Negative People Enjoy Seeing Others Fail – Negative people don’t root for anyone, even if it’s a family member or a friend. When someone else experiences success, a negative person becomes jealous and bitter. They may give lip service to another’s good but they really don’t feel it… what they feel is envy.

A positive person is sincerely happy to see others succeed.

Negative People Can’t Accept Constructive Criticism – Constructive criticism can be hard to take, but it’s often necessary in order to learn and grow. A negative person hates to be criticized. Even if someone is trying to help them, they become closed off and they see criticism as a threat.

A positive person welcomes constructive criticism, seeing it as a learning opportunity.

Negative People Think They Know Everything – A negative person sees learning something new as a sign of weakness. They like to act like they are already an expert in every subject, instead of taking the time to truly expand their knowledge.

A positive person always strives to learn something new.

negative2Negative People Aren’t Compassionate – A negative person will never be a shoulder to cry on. If friends or family members ask for help, a negative person won’t be able to cheer them up. They’ll likely point out even more negatives in a situation or start talking about their own sorry life and issues.  A negative person will never be a soft place to fall.

A positive person is able and willing to cheer someone up when they’re feeling down.

Negative People Aren’t Willing to Work for Change – Negative people aren’t happy with their situation, but they also aren’t willing to work to change anything.

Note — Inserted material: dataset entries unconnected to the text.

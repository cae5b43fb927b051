//! Client-side router
//!
//! Maps path strings to page renderers and drives the history backend, so
//! navigation never reloads the page. When the app is hosted under a sub-path
//! the prefix is added on the way out and stripped on the way in.

mod query;

pub use query::{Location, QueryParams};

use log::debug;
use rustc_hash::FxHashMap;

use crate::config::AppConfig;
use crate::error::Result;
use crate::platform::HistoryBackend;
use crate::view::{Page, Renderer, ViewState};

/// Path of the list/compose page
pub const ROUTE_HOME: &str = "/";
/// Path of the full-screen display page
pub const ROUTE_SHOW: &str = "/show";
/// Query parameter carrying the text to display
pub const PARAM_BIG_TEXT: &str = "bigText";
/// Query parameter written by `404.html` on static hosts
pub const PARAM_REDIRECT: &str = "redirect";

pub struct Router<H> {
    routes: FxHashMap<&'static str, Renderer>,
    history: H,
    base_path: String,
    redirect_handled: bool,
}

impl<H: HistoryBackend> Router<H> {
    pub fn new(history: H, config: &AppConfig) -> Self {
        let base_path = config.base_path_for(&history.origin()).to_string();
        Self {
            routes: FxHashMap::default(),
            history,
            base_path,
            redirect_handled: false,
        }
    }

    /// Register `renderer` for `path`
    pub fn route(mut self, path: &'static str, renderer: Renderer) -> Self {
        self.routes.insert(path, renderer);
        self
    }

    pub fn base_path(&self) -> &str {
        &self.base_path
    }

    /// Public URL path for an app path (`show` or `/show`)
    pub fn build_path(&self, path: &str) -> String {
        format!("{}/{}", self.base_path, path.trim_start_matches('/'))
    }

    /// Current location with the base path stripped
    pub fn location(&self) -> Location {
        let mut location = Location::parse(&self.history.current_url());
        if !self.base_path.is_empty() {
            if let Some(rest) = location.path.strip_prefix(self.base_path.as_str()) {
                location.path = if rest.starts_with('/') {
                    rest.to_string()
                } else {
                    format!("/{}", rest)
                };
            }
        }
        location
    }

    /// Push a new history entry and render the page it points to
    pub fn navigate(&mut self, path: &str, params: &QueryParams, state: &ViewState<'_>) -> Result<Page> {
        let target = Location {
            path: self.build_path(path),
            query: params.clone(),
        };
        let url = target.to_url();
        debug!("navigate -> {}", url);
        self.history.push(&url)?;
        Ok(self.render_route(state))
    }

    /// Render the page for the current location, or the not-found page
    pub fn render_route(&self, state: &ViewState<'_>) -> Page {
        let location = self.location();
        match self.routes.get(location.path.as_str()) {
            Some(render) => render(state, &location.query),
            None => {
                debug!("no route for {}", location.path);
                Page::NotFound
            }
        }
    }

    /// Rewrite an initial `?redirect=<path>` into the real URL, once
    pub fn handle_redirect(&mut self) -> Result<bool> {
        if self.redirect_handled {
            return Ok(false);
        }
        self.redirect_handled = true;

        let location = Location::parse(&self.history.current_url());
        match location.query.get(PARAM_REDIRECT) {
            Some(target) if !target.is_empty() => {
                debug!("redirect -> {}", target);
                self.history.replace(target)?;
                Ok(true)
            }
            _ => Ok(false),
        }
    }

    pub fn history(&self) -> &H {
        &self.history
    }

    pub fn history_mut(&mut self) -> &mut H {
        &mut self.history
    }
}
//! Application configuration
//!
//! Every field has a default, so an empty JSON object (or no config at
//! all) yields the stock setup used on static hosting.

use serde::Deserialize;

use crate::error::{Error, Result};

#[derive(Debug, Clone, PartialEq, Deserialize)]
pub struct AppConfig {
    /// Local storage key holding the entry list
    #[serde(default = "default_storage_key")]
    pub storage_key: String,

    /// Path prefix applied when served from one of `base_path_hosts`
    #[serde(default = "default_base_path")]
    pub base_path: String,

    /// Origins (substring match) that serve the app under `base_path`
    #[serde(default = "default_base_path_hosts")]
    pub base_path_hosts: Vec<String>,

    /// Font size the text is measured at before scaling
    #[serde(default = "default_baseline_font_px")]
    pub baseline_font_px: f32,

    /// Size used when the text cannot be measured
    #[serde(default = "default_min_font_px")]
    pub min_font_px: f32,

    /// Optional cap on fitted sizes
    #[serde(default)]
    pub max_font_px: Option<f32>,
}

fn default_storage_key() -> String {
    "texts".to_string()
}

fn default_base_path() -> String {
    "/big-text-now".to_string()
}

fn default_base_path_hosts() -> Vec<String> {
    vec!["github.io".to_string()]
}

fn default_baseline_font_px() -> f32 {
    100.0
}

fn default_min_font_px() -> f32 {
    8.0
}

impl Default for AppConfig {
    fn default() -> Self {
        Self {
            storage_key: default_storage_key(),
            base_path: default_base_path(),
            base_path_hosts: default_base_path_hosts(),
            baseline_font_px: default_baseline_font_px(),
            min_font_px: default_min_font_px(),
            max_font_px: None,
        }
    }
}

impl AppConfig {
    /// Parse a JSON config, filling in defaults for missing fields
    pub fn from_json(raw: &str) -> Result<Self> {
        let config: AppConfig =
            serde_json::from_str(raw).map_err(|e| Error::Config(e.to_string()))?;
        config.validate()?;
        Ok(config)
    }

    fn validate(&self) -> Result<()> {
        if self.storage_key.is_empty() {
            return Err(Error::Config("storage_key must not be empty".into()));
        }
        if !(self.baseline_font_px > 0.0) {
            return Err(Error::Config("baseline_font_px must be positive".into()));
        }
        if !(self.min_font_px > 0.0) {
            return Err(Error::Config("min_font_px must be positive".into()));
        }
        if let Some(max) = self.max_font_px {
            if max < self.min_font_px {
                return Err(Error::Config("max_font_px is below min_font_px".into()));
            }
        }
        Ok(())
    }

    /// Path prefix in effect for a page served from `origin`
    pub fn base_path_for(&self, origin: &str) -> &str {
        if self.base_path_hosts.iter().any(|host| origin.contains(host.as_str())) {
            self.base_path.trim_end_matches('/')
        } else {
            ""
        }
    }
}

A positive person knows they have to work for what they want, while a negative person would rather sit around and mope than put in any effort.

A positive person sets goals and works hard to achieve them.

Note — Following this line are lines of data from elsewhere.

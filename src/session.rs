use chrono::{DateTime, Utc};
use serde::Serialize;
use tracing::warn;
use uuid::Uuid;

use crate::batch;
use crate::curriculum::{CurriculumMapping, CurriculumTable};
use crate::error::SessionError;
use crate::models::{BatchResultRow, PredictionResult, RawStudentRow, StudentRecord};
use crate::roles::{Capability, Role, RoleCapabilities};
use crate::rule;

#[derive(Debug, Clone, Serialize)]
pub struct ActivityEntry {
    pub id: Uuid,
    pub at: DateTime<Utc>,
    pub role: Role,
    pub action: String,
}

/// State of one user session: the loaded tables, the edit flag, the
/// prediction counter and the activity log. Handlers borrow it mutably.
#[derive(Debug)]
pub struct Session {
    id: Uuid,
    role: Role,
    records: Vec<StudentRecord>,
    mappings: CurriculumTable,
    predictions_made: u32,
    dirty: bool,
    activity: Vec<ActivityEntry>,
}

impl Session {
    pub fn new(role: Role) -> Self {
        Self {
            id: Uuid::new_v4(),
            role,
            records: Vec::new(),
            mappings: CurriculumTable::default(),
            predictions_made: 0,
            dirty: false,
            activity: Vec::new(),
        }
    }

    /// Loads a transcript table, replacing whatever the session held.
    pub fn load_records(&mut self, records: Vec<StudentRecord>) {
        self.log(format!("loaded {} student records", records.len()));
        self.records = records;
        self.dirty = false;
    }

    pub fn load_mappings(&mut self, mappings: CurriculumTable) {
        self.log(format!("loaded {} curriculum mappings", mappings.len()));
        self.mappings = mappings;
        self.dirty = false;
    }

    pub fn id(&self) -> Uuid {
        self.id
    }

    pub fn role(&self) -> Role {
        self.role
    }

    pub fn capabilities(&self) -> RoleCapabilities {
        self.role.capabilities()
    }

    pub fn records(&self) -> &[StudentRecord] {
        &self.records
    }

    pub fn mappings(&self) -> &CurriculumTable {
        &self.mappings
    }

    pub fn predictions_made(&self) -> u32 {
        self.predictions_made
    }

    /// True once a table was edited and not yet exported.
    pub fn is_dirty(&self) -> bool {
        self.dirty
    }

    pub fn mark_exported(&mut self) {
        self.dirty = false;
        self.log("exported tables");
    }

    pub fn activity(&self) -> &[ActivityEntry] {
        &self.activity
    }

    pub fn require(&self, capability: Capability) -> Result<(), SessionError> {
        if self.capabilities().allows(capability) {
            return Ok(());
        }
        warn!(session = %self.id, role = %self.role, action = capability.action(), "permission denied");
        Err(SessionError::PermissionDenied {
            role: self.role,
            action: capability.action(),
        })
    }

    pub fn find_record(&self, nim: &str) -> Result<&StudentRecord, SessionError> {
        self.records
            .iter()
            .find(|record| record.nim == nim)
            .ok_or_else(|| SessionError::RecordNotFound(nim.to_string()))
    }

    /// Single prediction for a stored transcript.
    pub fn predict_nim(&mut self, nim: &str) -> Result<(StudentRecord, PredictionResult), SessionError> {
        let record = self.find_record(nim)?.clone();
        let prediction = self.predict_record(&record)?;
        Ok((record, prediction))
    }

    /// Predicts each NIM in turn and stops at the first failure. Predictions
    /// made before the failure are returned alongside it.
    pub fn predict_nims<'a>(
        &mut self,
        nims: impl IntoIterator<Item = &'a str>,
    ) -> (Vec<(StudentRecord, PredictionResult)>, Option<SessionError>) {
        let mut predictions = Vec::new();
        for nim in nims {
            match self.predict_nim(nim) {
                Ok(prediction) => predictions.push(prediction),
                Err(err) => return (predictions, Some(err)),
            }
        }
        (predictions, None)
    }

    /// Single prediction for form input. Counts against the role's limit.
    pub fn predict_record(&mut self, record: &StudentRecord) -> Result<PredictionResult, SessionError> {
        record.validate()?;
        if let Some(limit) = self.capabilities().prediction_limit {
            if self.predictions_made >= limit {
                warn!(session = %self.id, role = %self.role, limit, "prediction limit reached");
                return Err(SessionError::PredictionLimitReached {
                    role: self.role,
                    limit,
                });
            }
        }

        let prediction = rule::predict(record);
        self.predictions_made += 1;
        self.log(format!("predicted {} as {}", record.nim, prediction.label));
        Ok(prediction)
    }

    pub fn run_batch(&mut self, rows: &[RawStudentRow]) -> Result<Vec<BatchResultRow>, SessionError> {
        self.require(Capability::BatchUpload)?;
        let results = batch::run(rows);
        self.log(format!("batch prediction over {} rows", results.len()));
        Ok(results)
    }

    pub fn add_record(&mut self, record: StudentRecord) -> Result<(), SessionError> {
        self.require(Capability::ManageSpreadsheets)?;
        record.validate()?;
        if self.records.iter().any(|existing| existing.nim == record.nim) {
            return Err(SessionError::DuplicateRecord(record.nim));
        }
        self.log(format!("added record {}", record.nim));
        self.records.push(record);
        self.dirty = true;
        Ok(())
    }

    /// Replaces the stored record with the same NIM. Last write wins.
    pub fn update_record(&mut self, record: StudentRecord) -> Result<(), SessionError> {
        self.require(Capability::ManageSpreadsheets)?;
        record.validate()?;
        let slot = self
            .records
            .iter_mut()
            .find(|existing| existing.nim == record.nim)
            .ok_or_else(|| SessionError::RecordNotFound(record.nim.clone()))?;
        *slot = record;
        let nim = slot.nim.clone();
        self.log(format!("updated record {nim}"));
        self.dirty = true;
        Ok(())
    }

    /// Deleting transcripts is an administration feature on top of
    /// spreadsheet management.
    pub fn remove_record(&mut self, nim: &str) -> Result<StudentRecord, SessionError> {
        self.require(Capability::ManageSpreadsheets)?;
        self.require(Capability::Administer)?;
        let index = self
            .records
            .iter()
            .position(|record| record.nim == nim)
            .ok_or_else(|| SessionError::RecordNotFound(nim.to_string()))?;
        let removed = self.records.remove(index);
        self.log(format!("removed record {nim}"));
        self.dirty = true;
        Ok(removed)
    }

    pub fn add_mapping(&mut self, mapping: CurriculumMapping) -> Result<(), SessionError> {
        self.require(Capability::ManageCurriculumMapping)?;
        let action = format!("mapped {} {} to {}", mapping.course_code, mapping.cpmk, mapping.cpl);
        self.mappings.insert(mapping)?;
        self.log(action);
        self.dirty = true;
        Ok(())
    }

    pub fn remove_mapping(&mut self, course_code: &str, cpmk: &str) -> Result<CurriculumMapping, SessionError> {
        self.require(Capability::ManageCurriculumMapping)?;
        let removed = self.mappings.remove(course_code, cpmk)?;
        self.log(format!("unmapped {course_code} {cpmk}"));
        self.dirty = true;
        Ok(removed)
    }

    fn log(&mut self, action: impl Into<String>) {
        let entry = ActivityEntry {
            id: Uuid::new_v4(),
            at: Utc::now(),
            role: self.role,
            action: action.into(),
        };
        self.activity.push(entry);
    }
}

Negative people are usually immature and insecure.

I have a ‘friend’ that would often comment to me that just being around me makes them feel happier and that I calm them.  That they like my energy.  They would also say that they don’t have any friends.  I usually felt drained and stressed after being around them. I tried to be a good friend… I would invite them to dinner, cook a nice meal because according to them they have such a stressful busy life with job and family. They whined all the time about all the stress in their life.

Then it was my time to need some extra attention. And when it was, they were an hour late, came in stressed and dithered. I immediately felt the usual stress energy around and coming from them  and it made me feel worse and this was when I needed to feel nurtured and calm. They talked about themselves, how stressed and  hurried they were to get to my house. They drank almost a whole bottle of wine while yammering on and did things I did not want nor ask them to do.  What they decided to do what more important than what I needed. Their concern was that they take a bath… while I was feeling neglected and that they were being put upon. I detested being around them so I came into myself and calmed myself down that night.

negative6The next day, I addressed how their behaviors made me feel… and they whined that they went out of their way for me even saying that I made them cry. It was a pathetic display… but showed me clearly what needed to be revealed.

My eyes were opened. This person is too negative and consumed with self to  clearly see me, help, me, genuinely care for me, be a shoulder for me,  because when I asked for and  needed nurturing and solid energy, they had none to give… they made it all about their self.

I, therefore, honored myself and my ability to stay centered and to calm and nurture myself… with God’s grace and help. I pulled forever away from this person,  keeping them at arm’s length as an acquaintance, never to have expectations of reciprocation…  nor need of it… as they have not the ability.  Lesson learned…

There are positive and negative energies on this planet. It’s what keeps it afloat, rocking and rolling along… all of us will have negative people, things and experiences in our lifetime. It’s how we address them that either brings us back to center and to be mostly positive or keeps us captured in the evil throes of negativity.  It’s our choice which energy that drives us. I choose the positive … the positive light of God. I choose joy!

“In optimism there is magic. In pessimism there is nothing.”